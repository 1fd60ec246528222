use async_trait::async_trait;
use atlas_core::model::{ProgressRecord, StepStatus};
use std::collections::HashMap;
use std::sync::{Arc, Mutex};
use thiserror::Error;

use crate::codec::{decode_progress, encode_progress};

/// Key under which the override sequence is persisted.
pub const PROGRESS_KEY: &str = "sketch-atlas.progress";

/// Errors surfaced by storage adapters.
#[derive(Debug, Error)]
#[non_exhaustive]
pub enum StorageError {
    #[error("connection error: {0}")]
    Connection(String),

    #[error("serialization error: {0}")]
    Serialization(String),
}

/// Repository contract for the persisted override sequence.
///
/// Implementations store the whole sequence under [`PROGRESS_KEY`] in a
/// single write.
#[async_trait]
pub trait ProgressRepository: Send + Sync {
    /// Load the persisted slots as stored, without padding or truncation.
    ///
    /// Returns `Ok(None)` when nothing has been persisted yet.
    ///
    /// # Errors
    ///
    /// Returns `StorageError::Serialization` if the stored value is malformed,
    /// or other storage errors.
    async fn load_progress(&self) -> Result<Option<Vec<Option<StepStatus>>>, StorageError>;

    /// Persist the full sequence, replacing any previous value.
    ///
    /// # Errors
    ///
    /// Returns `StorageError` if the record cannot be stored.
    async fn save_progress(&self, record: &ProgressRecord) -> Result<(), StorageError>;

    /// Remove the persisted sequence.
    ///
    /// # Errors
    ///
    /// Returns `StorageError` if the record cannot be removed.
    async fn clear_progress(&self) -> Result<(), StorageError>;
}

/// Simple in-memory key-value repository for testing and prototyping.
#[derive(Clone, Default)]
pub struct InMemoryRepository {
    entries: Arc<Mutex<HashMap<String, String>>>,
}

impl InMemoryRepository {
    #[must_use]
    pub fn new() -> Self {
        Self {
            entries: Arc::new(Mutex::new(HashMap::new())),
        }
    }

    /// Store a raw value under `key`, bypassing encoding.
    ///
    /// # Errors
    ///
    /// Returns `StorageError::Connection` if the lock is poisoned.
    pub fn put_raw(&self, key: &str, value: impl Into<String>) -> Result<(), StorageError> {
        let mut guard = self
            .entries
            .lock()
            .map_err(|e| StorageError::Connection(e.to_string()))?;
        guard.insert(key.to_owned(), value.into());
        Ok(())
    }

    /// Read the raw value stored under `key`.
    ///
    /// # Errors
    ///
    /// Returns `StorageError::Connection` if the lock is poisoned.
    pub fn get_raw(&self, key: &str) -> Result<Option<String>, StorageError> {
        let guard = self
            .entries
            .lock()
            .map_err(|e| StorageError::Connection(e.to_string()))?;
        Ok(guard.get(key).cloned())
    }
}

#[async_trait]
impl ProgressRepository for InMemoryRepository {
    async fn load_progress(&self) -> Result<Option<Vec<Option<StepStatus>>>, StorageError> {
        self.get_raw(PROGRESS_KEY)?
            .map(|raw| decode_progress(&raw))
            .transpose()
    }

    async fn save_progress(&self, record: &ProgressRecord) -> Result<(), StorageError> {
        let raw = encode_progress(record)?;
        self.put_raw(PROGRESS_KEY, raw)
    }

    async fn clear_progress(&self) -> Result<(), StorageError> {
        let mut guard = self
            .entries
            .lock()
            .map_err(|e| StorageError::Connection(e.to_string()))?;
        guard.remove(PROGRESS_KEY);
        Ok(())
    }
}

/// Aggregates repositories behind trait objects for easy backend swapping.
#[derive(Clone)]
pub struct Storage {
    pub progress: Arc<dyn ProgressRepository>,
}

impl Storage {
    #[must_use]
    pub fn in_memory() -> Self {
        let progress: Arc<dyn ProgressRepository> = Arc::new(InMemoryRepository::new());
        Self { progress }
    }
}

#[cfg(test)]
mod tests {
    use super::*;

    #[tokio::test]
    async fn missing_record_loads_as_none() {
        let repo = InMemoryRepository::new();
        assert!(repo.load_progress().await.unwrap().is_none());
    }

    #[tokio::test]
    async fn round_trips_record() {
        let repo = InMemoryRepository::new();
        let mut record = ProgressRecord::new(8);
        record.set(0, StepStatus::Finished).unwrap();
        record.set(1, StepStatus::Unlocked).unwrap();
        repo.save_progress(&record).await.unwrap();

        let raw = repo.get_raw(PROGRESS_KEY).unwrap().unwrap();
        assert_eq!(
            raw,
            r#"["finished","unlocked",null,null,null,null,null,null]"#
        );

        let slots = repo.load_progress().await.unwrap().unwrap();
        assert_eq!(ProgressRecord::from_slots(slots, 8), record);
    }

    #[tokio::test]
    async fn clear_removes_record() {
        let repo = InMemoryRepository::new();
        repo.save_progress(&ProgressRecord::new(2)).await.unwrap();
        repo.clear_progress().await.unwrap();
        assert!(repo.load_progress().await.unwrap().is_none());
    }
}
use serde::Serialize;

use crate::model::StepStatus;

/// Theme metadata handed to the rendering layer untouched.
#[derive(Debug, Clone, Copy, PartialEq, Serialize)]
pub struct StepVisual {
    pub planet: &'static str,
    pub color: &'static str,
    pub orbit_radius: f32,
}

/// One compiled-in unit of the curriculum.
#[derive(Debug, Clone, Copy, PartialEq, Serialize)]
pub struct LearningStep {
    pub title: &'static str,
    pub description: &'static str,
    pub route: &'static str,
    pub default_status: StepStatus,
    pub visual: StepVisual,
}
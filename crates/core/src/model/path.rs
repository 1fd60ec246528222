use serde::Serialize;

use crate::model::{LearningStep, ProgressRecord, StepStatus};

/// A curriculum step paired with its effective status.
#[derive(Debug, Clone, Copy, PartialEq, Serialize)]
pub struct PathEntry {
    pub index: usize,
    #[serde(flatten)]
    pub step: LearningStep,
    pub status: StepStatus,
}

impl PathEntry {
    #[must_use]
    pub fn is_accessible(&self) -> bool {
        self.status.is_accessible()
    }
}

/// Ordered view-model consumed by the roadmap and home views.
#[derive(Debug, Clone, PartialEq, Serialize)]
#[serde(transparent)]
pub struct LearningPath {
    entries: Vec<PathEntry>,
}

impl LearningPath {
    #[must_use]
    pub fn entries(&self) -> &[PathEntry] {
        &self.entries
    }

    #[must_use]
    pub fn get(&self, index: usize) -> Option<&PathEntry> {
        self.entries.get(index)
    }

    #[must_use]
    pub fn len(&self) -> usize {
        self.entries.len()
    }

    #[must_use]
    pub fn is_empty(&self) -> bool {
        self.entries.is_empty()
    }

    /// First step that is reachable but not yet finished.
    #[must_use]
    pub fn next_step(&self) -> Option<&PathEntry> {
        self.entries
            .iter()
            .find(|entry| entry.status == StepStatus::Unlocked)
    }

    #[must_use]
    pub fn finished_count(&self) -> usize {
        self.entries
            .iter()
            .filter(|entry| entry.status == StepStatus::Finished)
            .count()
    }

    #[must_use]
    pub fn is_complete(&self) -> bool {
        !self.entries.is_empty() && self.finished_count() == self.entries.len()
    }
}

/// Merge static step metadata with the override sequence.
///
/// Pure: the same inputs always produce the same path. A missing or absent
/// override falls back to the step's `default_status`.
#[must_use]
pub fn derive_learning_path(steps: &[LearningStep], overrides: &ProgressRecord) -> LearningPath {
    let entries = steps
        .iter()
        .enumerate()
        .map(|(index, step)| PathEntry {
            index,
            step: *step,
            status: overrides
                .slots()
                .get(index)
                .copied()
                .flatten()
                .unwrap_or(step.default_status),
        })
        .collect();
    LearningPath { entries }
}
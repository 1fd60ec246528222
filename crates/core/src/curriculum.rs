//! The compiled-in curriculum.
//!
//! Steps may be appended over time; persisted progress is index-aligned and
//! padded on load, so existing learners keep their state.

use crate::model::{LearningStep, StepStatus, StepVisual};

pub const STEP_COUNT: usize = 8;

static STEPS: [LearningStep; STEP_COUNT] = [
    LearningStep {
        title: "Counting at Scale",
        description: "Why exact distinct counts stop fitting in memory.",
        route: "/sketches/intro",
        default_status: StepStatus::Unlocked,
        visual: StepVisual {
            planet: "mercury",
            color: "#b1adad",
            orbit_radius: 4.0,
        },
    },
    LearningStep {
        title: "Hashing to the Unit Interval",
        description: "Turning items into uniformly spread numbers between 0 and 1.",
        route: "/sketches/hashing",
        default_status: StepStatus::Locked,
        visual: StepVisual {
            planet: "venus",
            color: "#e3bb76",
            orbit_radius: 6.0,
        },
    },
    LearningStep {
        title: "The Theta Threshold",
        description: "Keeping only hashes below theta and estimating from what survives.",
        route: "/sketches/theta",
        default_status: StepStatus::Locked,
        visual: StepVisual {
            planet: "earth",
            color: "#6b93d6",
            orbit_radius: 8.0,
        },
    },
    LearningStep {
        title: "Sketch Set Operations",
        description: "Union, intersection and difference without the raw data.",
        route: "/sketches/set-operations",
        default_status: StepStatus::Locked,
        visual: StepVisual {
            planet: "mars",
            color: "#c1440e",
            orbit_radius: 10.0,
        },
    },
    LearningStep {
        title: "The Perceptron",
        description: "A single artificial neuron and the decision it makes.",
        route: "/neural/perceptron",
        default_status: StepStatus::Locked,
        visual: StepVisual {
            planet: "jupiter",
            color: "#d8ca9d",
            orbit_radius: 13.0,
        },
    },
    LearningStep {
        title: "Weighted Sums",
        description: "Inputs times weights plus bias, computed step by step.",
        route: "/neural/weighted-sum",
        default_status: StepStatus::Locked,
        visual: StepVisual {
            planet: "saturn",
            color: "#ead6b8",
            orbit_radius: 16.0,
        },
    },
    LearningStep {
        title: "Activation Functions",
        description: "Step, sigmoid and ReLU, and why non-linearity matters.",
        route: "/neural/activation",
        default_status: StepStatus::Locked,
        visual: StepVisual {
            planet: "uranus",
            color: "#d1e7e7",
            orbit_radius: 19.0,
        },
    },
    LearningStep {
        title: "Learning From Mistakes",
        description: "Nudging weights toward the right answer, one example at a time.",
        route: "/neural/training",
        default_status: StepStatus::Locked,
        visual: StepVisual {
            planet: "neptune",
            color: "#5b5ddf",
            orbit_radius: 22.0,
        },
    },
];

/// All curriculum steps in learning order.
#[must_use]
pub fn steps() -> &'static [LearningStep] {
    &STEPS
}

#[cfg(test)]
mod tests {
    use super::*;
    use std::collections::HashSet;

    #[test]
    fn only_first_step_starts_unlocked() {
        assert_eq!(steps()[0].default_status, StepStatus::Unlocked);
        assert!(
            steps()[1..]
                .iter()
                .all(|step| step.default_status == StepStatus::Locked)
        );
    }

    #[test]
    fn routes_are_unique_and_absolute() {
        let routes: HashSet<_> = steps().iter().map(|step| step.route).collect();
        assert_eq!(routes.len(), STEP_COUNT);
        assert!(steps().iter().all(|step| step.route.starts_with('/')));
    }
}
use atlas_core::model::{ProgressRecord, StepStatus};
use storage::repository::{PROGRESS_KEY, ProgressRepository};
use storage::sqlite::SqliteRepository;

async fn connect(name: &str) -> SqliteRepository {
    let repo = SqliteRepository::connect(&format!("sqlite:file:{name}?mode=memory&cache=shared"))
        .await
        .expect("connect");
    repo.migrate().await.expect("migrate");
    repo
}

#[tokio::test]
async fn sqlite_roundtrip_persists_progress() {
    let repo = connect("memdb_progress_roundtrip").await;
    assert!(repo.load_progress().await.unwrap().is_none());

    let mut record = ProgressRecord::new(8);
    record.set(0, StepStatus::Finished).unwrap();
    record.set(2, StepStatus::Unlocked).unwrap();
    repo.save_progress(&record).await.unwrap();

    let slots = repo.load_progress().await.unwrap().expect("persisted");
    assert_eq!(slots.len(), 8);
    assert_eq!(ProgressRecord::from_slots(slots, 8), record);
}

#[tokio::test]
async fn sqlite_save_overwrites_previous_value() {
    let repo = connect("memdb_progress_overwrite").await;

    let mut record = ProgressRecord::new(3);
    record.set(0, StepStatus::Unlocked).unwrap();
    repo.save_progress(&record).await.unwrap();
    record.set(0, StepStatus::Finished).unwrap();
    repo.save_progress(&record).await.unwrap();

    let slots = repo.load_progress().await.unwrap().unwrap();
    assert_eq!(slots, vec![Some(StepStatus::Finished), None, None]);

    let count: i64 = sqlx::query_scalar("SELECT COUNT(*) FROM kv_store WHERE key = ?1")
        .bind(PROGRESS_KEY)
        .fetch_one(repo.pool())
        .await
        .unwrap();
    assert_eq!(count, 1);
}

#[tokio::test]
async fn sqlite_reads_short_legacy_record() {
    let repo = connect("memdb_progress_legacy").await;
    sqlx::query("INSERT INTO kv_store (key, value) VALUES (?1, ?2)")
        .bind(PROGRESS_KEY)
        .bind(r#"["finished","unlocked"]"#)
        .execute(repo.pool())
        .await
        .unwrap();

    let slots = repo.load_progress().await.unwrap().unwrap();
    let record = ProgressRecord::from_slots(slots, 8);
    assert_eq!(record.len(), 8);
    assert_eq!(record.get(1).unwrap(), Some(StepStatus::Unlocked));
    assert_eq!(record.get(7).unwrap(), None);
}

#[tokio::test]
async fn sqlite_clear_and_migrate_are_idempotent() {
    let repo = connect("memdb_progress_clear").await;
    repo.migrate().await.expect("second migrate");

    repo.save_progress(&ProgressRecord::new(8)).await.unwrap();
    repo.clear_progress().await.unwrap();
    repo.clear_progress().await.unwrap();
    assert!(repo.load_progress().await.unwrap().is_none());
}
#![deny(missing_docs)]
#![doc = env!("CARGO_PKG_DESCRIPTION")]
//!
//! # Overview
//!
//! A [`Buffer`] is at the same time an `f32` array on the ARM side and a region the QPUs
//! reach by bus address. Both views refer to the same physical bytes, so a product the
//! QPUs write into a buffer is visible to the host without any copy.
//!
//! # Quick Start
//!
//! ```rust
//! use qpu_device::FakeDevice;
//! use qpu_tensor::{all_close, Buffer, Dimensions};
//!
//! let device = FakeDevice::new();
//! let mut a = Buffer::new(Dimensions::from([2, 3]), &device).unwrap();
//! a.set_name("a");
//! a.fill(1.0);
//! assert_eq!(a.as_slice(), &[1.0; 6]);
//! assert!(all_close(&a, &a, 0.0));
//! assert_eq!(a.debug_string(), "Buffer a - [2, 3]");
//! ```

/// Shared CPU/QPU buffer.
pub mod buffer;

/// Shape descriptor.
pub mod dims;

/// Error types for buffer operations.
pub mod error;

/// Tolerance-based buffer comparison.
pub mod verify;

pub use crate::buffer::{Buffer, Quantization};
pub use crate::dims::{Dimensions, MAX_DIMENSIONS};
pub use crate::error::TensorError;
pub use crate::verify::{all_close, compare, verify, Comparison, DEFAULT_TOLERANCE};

=-=-=

THE PROBLEM: In the records above, each line with the string "persisted" should be copied.

OUTPUT FOR THIS EXERCISE:
/// Key under which the override sequence is persisted.
/// Repository contract for the persisted override sequence.
    /// Load the persisted slots as stored, without padding or truncation.
    /// Returns `Ok(None)` when nothing has been persisted yet.
    /// Remove the persisted sequence.
//! Steps may be appended over time; persisted progress is index-aligned and
    let slots = repo.load_progress().await.unwrap().expect("persisted");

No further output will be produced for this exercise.